Violaine Lison, Manon Gignoux, Vous étiez ma maison, poèmes, Esperluète éditions, 2022, 96 pp., 18 €.

Dans un style d’une merveilleuse limpidité, et comme une coulée de lumière, Violaine Lison en vient à aborder, sans avoir l’air d’y toucher, quelques-uns des thèmes essentiels de notre vie, et de la poésie, qui s’en veut l’une des expressions majeures.
La vie, la mort, le rapport et l’apport des générations, dans la liaison recherchée de l’homme avec l’arbre, la forêt : il existe ici une sorte de rapport fusionnel entre les deux, et qui se dévoile peu à peu au terme de l’avancée. Au fil léger d’un dialogue entre deux femmes, dont l’on devine l’une plus âgée.
Car c’est bien d’un long chemin qu’il s’agit, au fil de ces évocations, en phrases très courtes – à peine phrases, plutôt phases, touches légères, tissages arachnéens marquant l’appartenance de notre monde intérieur au monde naturel, ainsi p.27 :
« Je me souviens. Ma fuite. La forêt. La maison. Votre main comme une cuiller de miel. Des mots. Des gestes, des onguents et votre regard souriant. Un vieux feu couve dans la cheminée. Ratatiné comme une pomme au four ».
Ainsi se trouvent en quelque sorte réconciliés, dans la douceur de l’automne et de la neige, dans le futur printemps, réconciliés dans ce dialogue à mi-voix, le conflit des générations, la peur de la mort avec l’âge qui vient, le grand problème du temps qui passe et pareillement jamais ne revient.

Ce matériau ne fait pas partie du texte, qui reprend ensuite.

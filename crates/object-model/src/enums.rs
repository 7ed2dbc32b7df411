//! Typed enumerations for element types and enumerated property values.

use serde::{Serialize, Serializer};

/// An enumerated property value with a canonical JSON spelling.
pub trait SchemaEnum: Sized + Copy + 'static {
    /// Human-readable name used in warning messages.
    const NAME: &'static str;

    fn as_str(self) -> &'static str;

    /// Case-insensitive lookup of a JSON string.
    fn from_json_str(text: &str) -> Option<Self>;
}

macro_rules! schema_enum {
    (
        $(#[$meta:meta])*
        $name:ident as $label:literal {
            $( $(#[$vmeta:meta])* $variant:ident => $text:literal ),+ $(,)?
        }
    ) => {
        $(#[$meta])*
        #[derive(Debug, Clone, Copy, PartialEq, Eq, Hash, Default)]
        pub enum $name {
            $( $(#[$vmeta])* $variant ),+
        }

        impl SchemaEnum for $name {
            const NAME: &'static str = $label;

            fn as_str(self) -> &'static str {
                match self {
                    $( $name::$variant => $text ),+
                }
            }

            fn from_json_str(text: &str) -> Option<Self> {
                $(
                    if text.eq_ignore_ascii_case($text) {
                        return Some($name::$variant);
                    }
                )+
                None
            }
        }

        impl Serialize for $name {
            fn serialize<S: Serializer>(&self, serializer: S) -> Result<S::Ok, S::Error> {
                serializer.serialize_str(self.as_str())
            }
        }

        impl std::fmt::Display for $name {
            fn fmt(&self, f: &mut std::fmt::Formatter<'_>) -> std::fmt::Result {
                f.write_str(self.as_str())
            }
        }
    };
}

schema_enum! {
    /// Vertical gap placed before an element.
    Spacing as "spacing" {
        #[default]
        Default => "default",
        None => "none",
        Small => "small",
        Medium => "medium",
        Large => "large",
        ExtraLarge => "extraLarge",
        Padding => "padding",
    }
}

schema_enum! {
    HeightType as "height" {
        #[default]
        Auto => "auto",
        Stretch => "stretch",
    }
}

schema_enum! {
    /// Keyboard/validation hint for `Input.Text`.
    TextInputStyle as "text input style" {
        #[default]
        Text => "text",
        Tel => "tel",
        Url => "url",
        Email => "email",
        Password => "password",
    }
}

schema_enum! {
    ChoiceSetStyle as "choice set style" {
        #[default]
        Compact => "compact",
        Expanded => "expanded",
        Filtered => "filtered",
    }
}

schema_enum! {
    /// Which inputs an `Action.Submit` gathers.
    AssociatedInputs as "associated inputs" {
        #[default]
        Auto => "auto",
        None => "none",
    }
}

/// The element kinds this object model understands.
#[derive(Debug, Clone, Copy, PartialEq, Eq, Hash, Serialize)]
pub enum CardElementType {
    ChoiceSetInput,
    DateInput,
    NumberInput,
    TextInput,
    TimeInput,
    ToggleInput,
    /// Any `"type"` without a registered parser.
    Unknown,
}

impl CardElementType {
    pub const BUILT_IN: [CardElementType; 6] = [
        CardElementType::ChoiceSetInput,
        CardElementType::DateInput,
        CardElementType::NumberInput,
        CardElementType::TextInput,
        CardElementType::TimeInput,
        CardElementType::ToggleInput,
    ];

    /// JSON `"type"` string. `Unknown` has none.
    pub fn as_str(self) -> &'static str {
        match self {
            CardElementType::ChoiceSetInput => "Input.ChoiceSet",
            CardElementType::DateInput => "Input.Date",
            CardElementType::NumberInput => "Input.Number",
            CardElementType::TextInput => "Input.Text",
            CardElementType::TimeInput => "Input.Time",
            CardElementType::ToggleInput => "Input.Toggle",
            CardElementType::Unknown => "Unknown",
        }
    }

    pub fn from_type_str(text: &str) -> CardElementType {
        CardElementType::BUILT_IN
            .into_iter()
            .find(|t| t.as_str() == text)
            .unwrap_or(CardElementType::Unknown)
    }
}

impl std::fmt::Display for CardElementType {
    fn fmt(&self, f: &mut std::fmt::Formatter<'_>) -> std::fmt::Result {
        f.write_str(self.as_str())
    }
}

/// The action kinds this object model understands.
#[derive(Debug, Clone, Copy, PartialEq, Eq, Hash, Serialize)]
pub enum ActionType {
    Submit,
    OpenUrl,
    Unknown,
}

impl ActionType {
    pub const BUILT_IN: [ActionType; 2] = [ActionType::Submit, ActionType::OpenUrl];

    pub fn as_str(self) -> &'static str {
        match self {
            ActionType::Submit => "Action.Submit",
            ActionType::OpenUrl => "Action.OpenUrl",
            ActionType::Unknown => "Unknown",
        }
    }

    pub fn from_type_str(text: &str) -> ActionType {
        ActionType::BUILT_IN
            .into_iter()
            .find(|t| t.as_str() == text)
            .unwrap_or(ActionType::Unknown)
    }
}

impl std::fmt::Display for ActionType {
    fn fmt(&self, f: &mut std::fmt::Formatter<'_>) -> std::fmt::Result {
        f.write_str(self.as_str())
    }
}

Avec pour symboles le plus évident l’arbre et sa croissance, et le bruit familier des machines à coudre de notre enfance.
Les illustrations de Manon Gignoux, par le contraste du blanc et du noir, ces ébauches de corps humains à peine dégagés de la cape qui les recouvre, renforce encore la puissance de l’évocation.
Un livre à lire, à relire et à méditer, méditer en se laissant bercer par le rythme lent des images déroulées au fil de cette avancée, jusqu’à sa belle finale, dédiée à Martine Van Turnhout : « Vous dites que même la mort se vit / Comme un serment / Comme une éclipse / Un chemin de traverse / Vous mettez vos petits pas dans les grands / Ceux du monde / Et vous avancez / Pieds nus // Les lucioles n’ont pas peur de la nuit ».